Saturday, February 19, 2011

Amanda's Favorite Day

For 16 years I've celebrated my friend's birthday more than I've celebrated my own... This is for many reasons...
She doesn't just have a birthDay, she has a birthMonth
She loves her birthday more than anyone I know could love a day on a calendar
You can't help but celebrate with her because she's so excited
And she's had some pretty fantastic birthday parties.

I remember the one at the skating rink and I think there was one a Perfect North Slopes, there were always sleep overs at her house, and as we've gotten older we've always gone to dinner and out for drinks. She always loves her birthday cakes and I remember one night when we were pretty drunk she named every cake theme of every birthday party since she was about 3 years old.
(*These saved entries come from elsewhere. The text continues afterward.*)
//! C9: TripleHelixEngine (spec §4.9). Multiplexes several Fibonacci queues
//! (one per thread) with a card-deal SEED distribution and a round-robin
//! active thread, interleaving LEGO introduction Rounds with ordinary
//! spaced-repetition practice.
//!
//! This layer is deliberately content-blind: it decides *which* LEGO needs
//! attention next, never resolves phrases or audio for it. The caller
//! (`AdaptationEngine`) fetches the `ClassifiedBasket` and drives
//! `RoundEngine` against the `RoundState` this engine hands back.

use std::collections::HashMap;

use chrono::{DateTime, Utc};
use rand::Rng;

use crate::config::LegoIntroductionConfig;
use crate::model::{
    CourseId, HelixState, LegoId, LegoProgress, SeedId, SeedPair, SeedProgress, ThreadHelixState,
    ThreadId,
};
use crate::queue::SpacedRepetitionQueue;
use crate::round::RoundEngine;

#[derive(Debug, Clone, PartialEq, Eq)]
pub enum NextAction {
    /// Resume the in-progress Round introducing this LEGO.
    ContinueRound { thread_id: ThreadId, lego_id: LegoId },
    /// Start a new Round for a LEGO that hasn't completed introduction.
    StartRound { thread_id: ThreadId, lego_id: LegoId },
    /// Pull a plain spaced-repetition practice for this LEGO.
    PracticeReady { thread_id: ThreadId, lego_id: LegoId },
    /// No thread has anything ready.
    ThreadExhausted,
}

pub struct TripleHelixEngine {
    state: HelixState,
    queue: SpacedRepetitionQueue,
    seed_progress: HashMap<SeedId, SeedProgress>,
    active_rounds: HashMap<ThreadId, crate::model::RoundState>,
    /// LEGO ids per SEED, in introduction order. Content-bearing, but kept
    /// to ids only: the engine still never looks at language pairs or audio.
    seed_legos: HashMap<SeedId, Vec<LegoId>>,
    course_id: CourseId,
}

impl TripleHelixEngine {
    pub fn new(thread_count: u8) -> Self {
        let mut threads = HashMap::new();
        for t in 1..=thread_count {
            threads.insert(t, ThreadHelixState::default());
        }
        Self {
            state: HelixState {
                active_thread: 1,
                threads,
            },
            queue: SpacedRepetitionQueue::new(),
            seed_progress: HashMap::new(),
            active_rounds: HashMap::new(),
            seed_legos: HashMap::new(),
            course_id: CourseId::default(),
        }
    }

    /// Card-deal distribution (spec §4.9): the i-th SEED lands on thread `(i
    /// mod thread_count) + 1`. Each thread starts parked on the first SEED
    /// dealt to it; `introduce_next_lego` walks its LEGOs in order as the
    /// thread earns room for new content.
    pub fn distribute_seeds(&mut self, seeds: &[SeedPair], course_id: CourseId, thread_count: u8) {
        self.course_id = course_id;
        for (i, seed) in seeds.iter().enumerate() {
            let thread_id = (i % thread_count as usize) as ThreadId + 1;
            let thread = self.state.threads.entry(thread_id).or_default();
            thread.seed_order.push(seed.seed_id.clone());
            if thread.current_seed_id.is_none() {
                thread.current_seed_id = Some(seed.seed_id.clone());
                thread.current_lego_index = 0;
            }
            self.seed_progress
                .entry(seed.seed_id.clone())
                .or_insert_with(|| SeedProgress {
                    seed_id: seed.seed_id.clone(),
                    thread_id,
                    is_introduced: false,
                    introduced_at: None,
                });
            self.seed_legos
                .insert(seed.seed_id.clone(), seed.legos.iter().map(|l| l.id.clone()).collect());
        }
    }

    pub fn add_lego(&mut self, thread_id: ThreadId, lego_id: LegoId, course_id: String) {
        self.queue.add_new(thread_id, lego_id, course_id);
    }

    /// Registers the next not-yet-seen LEGO from the thread's current SEED
    /// into the practice queue, advancing to the next SEED once the current
    /// one is exhausted (marking it introduced). Returns the LEGO registered,
    /// or `None` if the thread has worked through every SEED dealt to it.
    pub fn introduce_next_lego(&mut self, thread_id: ThreadId, now: DateTime<Utc>) -> Option<LegoId> {
        loop {
            let thread = self.state.threads.get(&thread_id)?;
            let seed_id = thread.current_seed_id.clone()?;
            let legos = self.seed_legos.get(&seed_id).cloned().unwrap_or_default();
            let index = thread.current_lego_index;

            if index >= legos.len() {
                self.mark_seed_introduced(&seed_id, now);
                let thread = self.state.threads.get_mut(&thread_id)?;
                let pos = thread.seed_order.iter().position(|s| s == &seed_id);
                let next_seed = pos.and_then(|p| thread.seed_order.get(p + 1)).cloned();
                thread.current_seed_id = next_seed;
                thread.current_lego_index = 0;
                if thread.current_seed_id.is_none() {
                    return None;
                }
                continue;
            }

            let lego_id = legos[index].clone();
            if let Some(thread) = self.state.threads.get_mut(&thread_id) {
                thread.current_lego_index += 1;
            }
            self.queue.add_new(thread_id, lego_id.clone(), self.course_id.clone());
            return Some(lego_id);
        }
    }

    pub fn mark_seed_introduced(&mut self, seed_id: &SeedId, now: DateTime<Utc>) {
        if let Some(progress) = self.seed_progress.get_mut(seed_id) {
            progress.is_introduced = true;
            progress.introduced_at = Some(now);
        }
    }

    /// Priority cascade (spec §4.9): continue any in-progress Round first,
    /// preferring the active thread; otherwise try the active thread's
    /// queue; if that thread's queue is empty but it still has SEEDs left to
    /// introduce, pull the next LEGO in; otherwise rotate through the
    /// remaining threads in order.
    pub fn next_item(&mut self, initial_reps: u32, rng: &mut impl Rng, now: DateTime<Utc>) -> NextAction {
        if let Some(round) = self.active_rounds.get(&self.state.active_thread) {
            return NextAction::ContinueRound {
                thread_id: self.state.active_thread,
                lego_id: round.lego_id.clone(),
            };
        }
        if let Some((&thread_id, round)) = self
            .sorted_thread_ids()
            .into_iter()
            .find_map(|t| self.active_rounds.get(&t).map(|r| (&t, r)))
        {
            return NextAction::ContinueRound {
                thread_id,
                lego_id: round.lego_id.clone(),
            };
        }

        let mut order = vec![self.state.active_thread];
        order.extend(self.sorted_thread_ids().into_iter().filter(|t| *t != self.state.active_thread));

        for thread_id in order {
            if let Some(lego_id) = self.queue.get_next(thread_id, initial_reps, rng) {
                let needs_round = self
                    .queue
                    .get_progress(thread_id, &lego_id)
                    .map(|p| p.needs_round())
                    .unwrap_or(false);
                return if needs_round {
                    NextAction::StartRound { thread_id, lego_id }
                } else {
                    NextAction::PracticeReady { thread_id, lego_id }
                };
            }
            if let Some(lego_id) = self.introduce_next_lego(thread_id, now) {
                return NextAction::StartRound { thread_id, lego_id };
            }
        }
        NextAction::ThreadExhausted
    }

    fn sorted_thread_ids(&self) -> Vec<ThreadId> {
        let mut ids: Vec<ThreadId> = self.state.threads.keys().copied().collect();
        ids.sort_unstable();
        ids
    }

    pub fn start_round(&mut self, thread_id: ThreadId, lego_id: LegoId, config: &LegoIntroductionConfig) {
        self.active_rounds.insert(thread_id, RoundEngine::start(lego_id, config));
    }

    pub fn active_round_mut(&mut self, thread_id: ThreadId) -> Option<&mut crate::model::RoundState> {
        self.active_rounds.get_mut(&thread_id)
    }

    pub fn lego_progress_mut(&mut self, thread_id: ThreadId, lego_id: &LegoId) -> Option<&mut LegoProgress> {
        self.queue.get_progress_mut(thread_id, lego_id)
    }

    /// Borrows the active Round and the LEGO's progress simultaneously, both
    /// mutable, for driving `RoundEngine::next`. Disjoint fields, so this
    /// doesn't fight the borrow checker the way two separate accessor calls
    /// chained off `&mut self` would.
    pub fn round_and_progress_mut(
        &mut self,
        thread_id: ThreadId,
        lego_id: &LegoId,
    ) -> (Option<&mut crate::model::RoundState>, Option<&mut LegoProgress>) {
        (
            self.active_rounds.get_mut(&thread_id),
            self.queue.get_progress_mut(thread_id, lego_id),
        )
    }

    pub fn complete_round(&mut self, thread_id: ThreadId, lego_id: &LegoId) {
        self.active_rounds.remove(&thread_id);
        self.queue.mark_introduction_complete(thread_id, lego_id);
    }

    /// Records a practice, then decrements every other LEGO's skip number on
    /// that thread, then rotates the active thread forward.
    #[allow(clippy::too_many_arguments)]
    pub fn record_practice(
        &mut self,
        thread_id: ThreadId,
        lego_id: &LegoId,
        was_successful: bool,
        was_spike: bool,
        initial_reps: u32,
        fibonacci_sequence: &[u32],
        now: DateTime<Utc>,
    ) {
        self.queue.record_practice(
            thread_id,
            lego_id,
            was_successful,
            was_spike,
            initial_reps,
            fibonacci_sequence,
            now,
        );
        self.queue.decrement_skip_numbers(thread_id, lego_id);
        self.rotate_active_thread();
    }

    fn rotate_active_thread(&mut self) {
        let ids = self.sorted_thread_ids();
        if ids.is_empty() {
            return;
        }
        if let Some(pos) = ids.iter().position(|&t| t == self.state.active_thread) {
            self.state.active_thread = ids[(pos + 1) % ids.len()];
        }
    }

    pub fn get_helix_state(&self) -> &HelixState {
        &self.state
    }

    pub fn get_all_lego_progress(&self) -> Vec<LegoProgress> {
        self.queue.get_all_progress()
    }

    pub fn get_all_seed_progress(&self) -> Vec<SeedProgress> {
        self.seed_progress.values().cloned().collect()
    }

    /// Restores persisted state. Entries referencing threads that no longer
    /// exist in `helix_state` are dropped rather than rejected wholesale
    /// (spec §7 `MismatchedIds`): a course edit that removes a thread must
    /// not make the whole save unloadable.
    pub fn load_state(
        &mut self,
        helix_state: HelixState,
        lego_progress: Vec<LegoProgress>,
        seed_progress: Vec<SeedProgress>,
    ) {
        self.state = helix_state;
        let mut kept = Vec::with_capacity(lego_progress.len());
        for entry in lego_progress {
            if self.state.threads.contains_key(&entry.thread_id) {
                kept.push(entry);
            } else {
                tracing::warn!(
                    lego_id = %entry.lego_id,
                    thread_id = entry.thread_id,
                    "dropping lego progress for unknown thread on load"
                );
            }
        }
        self.queue.load_progress(kept);

        self.seed_progress.clear();
        for entry in seed_progress {
            if self.state.threads.contains_key(&entry.thread_id) {
                self.seed_progress.insert(entry.seed_id.clone(), entry);
            } else {
                tracing::warn!(
                    seed_id = %entry.seed_id,
                    thread_id = entry.thread_id,
                    "dropping seed progress for unknown thread on load"
                );
            }
        }
    }
}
But in these sixteen years, one thing has been a constant. She always plays her "Zoom" birthday tape. Yes, it's a cassette tape, and she owns a cassette player specifically to play this tape and every time I think of her birthday I automatically think of the song. I can hear it right now, "My name is zoom and I live on the moon, and I've come down to Earth just to sing you this tune, because Amanda, it's your birthday, today!"

So as Sunday approaches I get more and more upset because this is the first birthday I have not spent with her since we were six years old. I was there for every single other one. The time she turned "double digits," the time she turned 16 and passed her driver's test on the first try (I was so jealous of her because it took me 3 trys), the time she turned 18 and was a legal lady, the time she celebrated her golden birthday, 20 on the 20th, and the time she turned 21... and partied like a crazy lady.

I know for a fact that February 20th is Amanda's favorite day, so for that reason, it's one of my favorites too!

So, ManFace, as you turn 23, I'm sorry I can't be there to celebrate with you. But just so know, I'll be singing the song on Sunday that I've heard so many times and have come to love. Happy Birthday, Amanda. I love you to pieces.

My Favorite Bottle of Wine

They say everybody has a least five friends. The one you played with in the sandbox, the one you met on the first day of school, the one who sometimes picks up the tab, and the one who knows how to get anything at a discount. And then there’s the one you think about when you’re having a good glass of wine...



It was almost two years ago and I was pushing my red cart around Target. I'm sure I was there for nothing in particular, but I probably had a cart full of treasures. I stumbled upon this bottle of wine, and right then and there "The Five Friends" were born. It happened to be Jesika's birthday that we were celebrating that weekend, so it made for the most perfect gift. I think to this day she hasn't opened it, it just sits as a fantastic reminder of us... The Five Friends.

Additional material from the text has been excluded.